### Task brief
If a line in the entries contains the string "never", include that line in your answer.

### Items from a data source
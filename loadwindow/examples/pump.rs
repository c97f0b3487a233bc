// Example: pumping the fetch loop by hand against an in-memory source.
use loadwindow::{FetchOutcome, FetchRequest, Loader, LoaderOptions};

fn page(rows: &[u32], request: &FetchRequest<(), ()>) -> FetchOutcome<u32> {
    let start = request.offset.min(rows.len());
    let end = (request.offset + request.page_size as usize).min(rows.len());
    Ok(rows[start..end].to_vec())
}

fn main() {
    let rows: Vec<u32> = (0..57).collect();
    let mut loader: Loader<u32> = Loader::new(LoaderOptions::new());

    // Sizing completes: one page of 20 seeds the target.
    loader.set_page_size(20);
    let mut request = loader.begin_load();
    while let Some(r) = request {
        let outcome = page(&rows, &r);
        request = loader.complete_page(outcome);
    }
    println!(
        "after first page: loaded={} status={:?}",
        loader.loaded_count(),
        loader.status()
    );

    // The user scrolls: grow the target and drain the gap.
    loader.grow_target(21);
    loader.run_to_idle(|r| page(&rows, r));
    println!(
        "after growth: loaded={} status={:?}",
        loader.loaded_count(),
        loader.status()
    );

    // One more growth runs past the end of the data.
    loader.grow_target(21);
    loader.run_to_idle(|r| page(&rows, r));
    println!(
        "after exhaustion: loaded={} status={:?}",
        loader.loaded_count(),
        loader.status()
    );
}
#[test]
fn short_page_policy_exhausts_on_first_short_page() {
    let mut l: Loader<usize> =
        Loader::new(LoaderOptions::new().with_termination(TerminationPolicy::ShortPage));
    l.set_page_size(10);
    l.grow_target(20);

    let mut src = StubSource::new(25);
    l.run_to_idle(|r| src.fetch(r));
    assert_eq!(src.calls, [(10, 0), (10, 10), (10, 20)]);
    assert_eq!(l.items(), (0..25).collect::<Vec<_>>());
    assert_eq!(l.status(), LoadStatus::Exhausted);
}

#[test]
fn scroll_growth_fetches_exactly_enough_pages() {
    let mut l = loader();
    l.set_page_size(10);
    let mut src = StubSource::new(100);
    l.run_to_idle(|r| src.fetch(r));
    assert_eq!(l.loaded_count(), 10);
    assert_eq!(l.status(), LoadStatus::Idle);

    // One downward scroll in the whole-window strategy grows by a page + 1.
    l.grow_target(11);
    assert_eq!(l.target_count(), 21);
    l.run_to_idle(|r| src.fetch(r));
    assert_eq!(l.loaded_count(), 30);
    assert_eq!(l.status(), LoadStatus::Idle);
    // Two additional pages reach the target; a third is never issued.
    assert_eq!(src.calls, [(10, 0), (10, 10), (10, 20)]);
}

#[test]
fn error_discards_all_rows_gathered_by_the_failing_loop() {
    let mut l = loader();
    l.set_page_size(10);
    l.grow_target(20);

    let mut src = StubSource::failing_at(100, 20);
    l.run_to_idle(|r| src.fetch(r));
    // Two full pages were gathered in the same loop as the failure; none of
    // them are published.
    assert_eq!(src.calls, [(10, 0), (10, 10), (10, 20)]);
    assert!(l.items().is_empty());
    assert_eq!(l.status(), LoadStatus::Error);
    assert_eq!(l.begin_load(), None);
}

#[test]
fn failure_keeps_previously_committed_pages() {
    let mut l = loader();
    l.set_page_size(10);
    let mut src = StubSource::failing_at(100, 20);
    l.run_to_idle(|r| src.fetch(r));
    l.grow_target(10);
    l.run_to_idle(|r| src.fetch(r));
    assert_eq!(l.loaded_count(), 20);

    // The third page fails in its own loop entry; the first two commits
    // survive untouched.
    l.grow_target(10);
    l.run_to_idle(|r| src.fetch(r));
    assert_eq!(l.items(), (0..20).collect::<Vec<_>>());
    assert_eq!(l.status(), LoadStatus::Error);
}

#[test]
fn reset_restores_one_page_window_before_any_fetch() {
    let mut l: Loader<usize, String> = Loader::new(LoaderOptions::new());
    l.set_page_size(10);
    l.grow_target(20);
    let mut src = StubSource::new(25);
    l.run_to_idle(|r| src.fetch(r));
    assert_eq!(l.status(), LoadStatus::Exhausted);
    assert_eq!(l.loaded_count(), 25);
    let calls_before = src.calls.len();

    assert!(l.set_filter(Some("ab".to_string())));
    assert!(l.items().is_empty());
    assert_eq!(l.loaded_count(), 0);
    assert_eq!(l.status(), LoadStatus::Idle);
    assert_eq!(l.target_count(), 10);
    assert_eq!(src.calls.len(), calls_before);

    // The next loop carries the new criteria.
    let request = l.begin_load().unwrap();
    assert_eq!(request.offset, 0);
    assert_eq!(request.filter.as_deref(), Some("ab"));
}

#[test]
fn unchanged_models_do_not_reset() {
    let mut l: Loader<usize, String, bool> = Loader::new(LoaderOptions::new());
    l.set_page_size(10);
    let mut src = StubSource::new(30);
    l.run_to_idle(|r| src.fetch(r));

    assert!(l.set_models(Some("a".to_string()), Some(true)));
    assert!(!l.set_models(Some("a".to_string()), Some(true)));
    assert!(!l.set_filter(Some("a".to_string())));
    assert!(!l.set_sort(Some(true)));
    assert!(l.set_sort(Some(false)));
}

#[test]
fn exhausted_blocks_growth_until_reset() {
    let mut l = loader();
    l.set_page_size(10);
    l.grow_target(20);
    let mut src = StubSource::new(5);
    l.run_to_idle(|r| src.fetch(r));
    assert_eq!(l.status(), LoadStatus::Exhausted);

    l.grow_target(10);
    assert_eq!(l.target_count(), 30);
    assert_eq!(l.begin_load(), None);

    l.reset();
    assert_eq!(l.status(), LoadStatus::Idle);
    assert_eq!(l.target_count(), 10);
    l.run_to_idle(|r| src.fetch(r));
    assert_eq!(l.loaded_count(), 5);
}

#[test]
fn second_begin_load_while_loop_in_flight_is_a_noop() {
    let mut l = loader();
    l.set_page_size(10);
    let first = l.begin_load();
    assert!(first.is_some());
    assert!(l.is_loading());
    assert_eq!(l.begin_load(), None);

    let next = l.complete_page(Ok((0..10).collect()));
    assert_eq!(next, None);
    assert_eq!(l.status(), LoadStatus::Idle);
    assert_eq!(l.loaded_count(), 10);
}

#[test]
fn growth_during_loading_is_dropped() {
    let mut l = loader();
    l.set_page_size(10);
    let _request = l.begin_load().unwrap();

    l.grow_target(11);
    assert_eq!(l.target_count(), 10);

    l.complete_page(Ok((0..10).collect()));
    assert_eq!(l.status(), LoadStatus::Idle);
    assert_eq!(l.target_count(), 10);
}

#[test]
fn page_size_extension_during_loop_applies_to_next_entry() {
    let mut l = loader();
    l.set_page_size(10);
    let _request = l.begin_load().unwrap();

    // A resize recompute lands mid-loop; the in-flight loop keeps its
    // snapshot, the next entry sees the extended target.
    l.set_page_size(20);
    assert_eq!(l.target_count(), 21);

    assert_eq!(l.complete_page(Ok((0..10).collect())), None);
    assert_eq!(l.status(), LoadStatus::Idle);

    let request = l.begin_load().unwrap();
    assert_eq!(request.page_size, 20);
    assert_eq!(request.offset, 10);
}

#[test]
fn mid_loop_reset_discards_late_completion() {
    let mut l: Loader<usize, String> = Loader::new(LoaderOptions::new());
    l.set_page_size(10);
    let _request = l.begin_load().unwrap();

    assert!(l.set_filter(Some("new".to_string())));
    // The in-flight loop cannot be cancelled; it stays loading until its
    // result arrives and is discarded.
    assert!(l.is_loading());

    assert_eq!(l.complete_page(Ok((0..10).collect())), None);
    assert!(l.items().is_empty());
    assert_eq!(l.status(), LoadStatus::Idle);

    let request = l.begin_load().unwrap();
    assert_eq!(request.offset, 0);
    assert_eq!(request.filter.as_deref(), Some("new"));
}

#[test]
fn late_completion_without_loop_is_discarded() {
    let mut l = loader();
    l.set_page_size(10);
    assert_eq!(l.complete_page(Ok((0..10).collect())), None);
    assert!(l.items().is_empty());
    assert_eq!(l.status(), LoadStatus::Idle);
}

#[test]
fn unchanged_page_size_emits_no_notification() {
    let hits = Arc::new(AtomicUsize::new(0));
    let l_hits = Arc::clone(&hits);
    let mut l: Loader<usize> = Loader::new(LoaderOptions::new().with_on_page_size_changed(Some(
        move |_ps| {
            l_hits.fetch_add(1, Ordering::SeqCst);
        },
    )));

    l.set_page_size(10);
    l.set_page_size(10);
    assert_eq!(hits.load(Ordering::SeqCst), 1);

    l.set_avail_height(160);
    l.set_avail_height(160);
}

#[test]
fn notification_sequence_for_a_successful_loop() {
    #[derive(Debug, PartialEq)]
    enum Event {
        Items(usize),
        Loading(bool),
        Status(LoadStatus),
    }
    let events = Arc::new(Mutex::new(Vec::new()));
    let (e1, e2, e3) = (Arc::clone(&events), Arc::clone(&events), Arc::clone(&events));
    let options = LoaderOptions::new()
        .with_on_items_changed(Some(move |items: &[usize]| {
            e1.lock().unwrap().push(Event::Items(items.len()));
        }))
        .with_on_loading_changed(Some(move |loading| {
            e2.lock().unwrap().push(Event::Loading(loading));
        }))
        .with_on_status_changed(Some(move |status| {
            e3.lock().unwrap().push(Event::Status(status));
        }));
    let mut l: Loader<usize> = Loader::new(options);
    l.set_page_size(10);
    let mut src = StubSource::new(100);
    l.run_to_idle(|r| src.fetch(r));

    let got = events.lock().unwrap();
    assert_eq!(
        *got,
        [
            Event::Status(LoadStatus::Loading),
            Event::Loading(true),
            // Items are published before the loading flag clears, so a
            // consumer never sees "not loading" with a stale window.
            Event::Items(10),
            Event::Status(LoadStatus::Idle),
            Event::Loading(false),
        ]
    );
}

#[test]
fn reset_notifies_with_an_empty_window() {
    let last_len = Arc::new(AtomicUsize::new(usize::MAX));
    let cb_len = Arc::clone(&last_len);
    let mut l: Loader<usize, String> = Loader::new(LoaderOptions::new().with_on_items_changed(
        Some(move |items: &[usize]| {
            cb_len.store(items.len(), Ordering::SeqCst);
        }),
    ));
    l.set_page_size(10);
    let mut src = StubSource::new(30);
    l.run_to_idle(|r| src.fetch(r));
    assert_eq!(last_len.load(Ordering::SeqCst), 10);

    l.set_filter(Some("x".to_string()));
    assert_eq!(last_len.load(Ordering::SeqCst), 0);
}

#[test]
fn load_state_snapshot_reflects_counters() {
    let mut l = loader();
    l.set_page_size(10);
    l.set_avail_height(160);
    let mut src = StubSource::new(100);
    l.run_to_idle(|r| src.fetch(r));

    let state = l.load_state();
    assert_eq!(
        state,
        LoadState {
            page_size: 10,
            avail_height: 160,
            target_count: 10,
            loaded_count: 10,
            status: LoadStatus::Idle,
        }
    );
}

#[test]
fn invariants_hold_under_random_event_stream() {
    let mut rng = Lcg::new(0x10adca5e);

    for _case in 0..50 {
        let mut l: Loader<u64, u64> = Loader::new(LoaderOptions::new());
        let mut page = 0u32;
        let mut expect_target = 0usize;
        let mut expect_loaded = 0usize;
        let mut expect_status = LoadStatus::Idle;
        let mut filter_id = 0u64;

        for _step in 0..60 {
            match rng.gen_range_u32(0, 5) {
                0 => {
                    // Resize recompute.
                    let ps = rng.gen_range_u32(4, 12);
                    l.set_page_size(ps);
                    if ps != page {
                        page = ps;
                        if expect_target == 0 {
                            expect_target = ps as usize;
                        } else if ps as usize > expect_target {
                            expect_target = ps as usize + 1;
                        }
                    }
                }
                1 => {
                    // Scroll growth.
                    let step = rng.gen_range_u32(1, 25);
                    l.grow_target(step);
                    if expect_target > 0 && expect_status == LoadStatus::Idle {
                        expect_target += step as usize;
                    }
                }
                2 => {
                    // Filter change: always a fresh value, always a reset.
                    filter_id += 1;
                    assert!(l.set_filter(Some(filter_id)));
                    expect_loaded = 0;
                    expect_target = page as usize;
                    expect_status = LoadStatus::Idle;
                }
                3 => {
                    // Drive the loop against an endless full-page source.
                    l.run_to_idle(|r| {
                        let start = r.offset as u64;
                        Ok((start..start + r.page_size as u64).collect())
                    });
                    if expect_status == LoadStatus::Idle
                        && page > 0
                        && expect_loaded < expect_target
                    {
                        let gap = expect_target - expect_loaded;
                        expect_loaded += gap.div_ceil(page as usize) * page as usize;
                    }
                }
                _ => {
                    // Drive the loop against a failing source.
                    l.run_to_idle(|_r| Err(FetchError));
                    if expect_status == LoadStatus::Idle
                        && page > 0
                        && expect_loaded < expect_target
                    {
                        expect_status = LoadStatus::Error;
                    }
                }
            }

            assert_eq!(l.loaded_count(), l.items().len());
            assert_eq!(l.target_count(), expect_target);
            assert_eq!(l.loaded_count(), expect_loaded);
            assert_eq!(l.status(), expect_status);
            assert_eq!(l.page_size(), page);
        }
    }
}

### Worked solution
    // Two additional pages reach the target; a third is never issued.
            // consumer never sees "not loading" with a stale window.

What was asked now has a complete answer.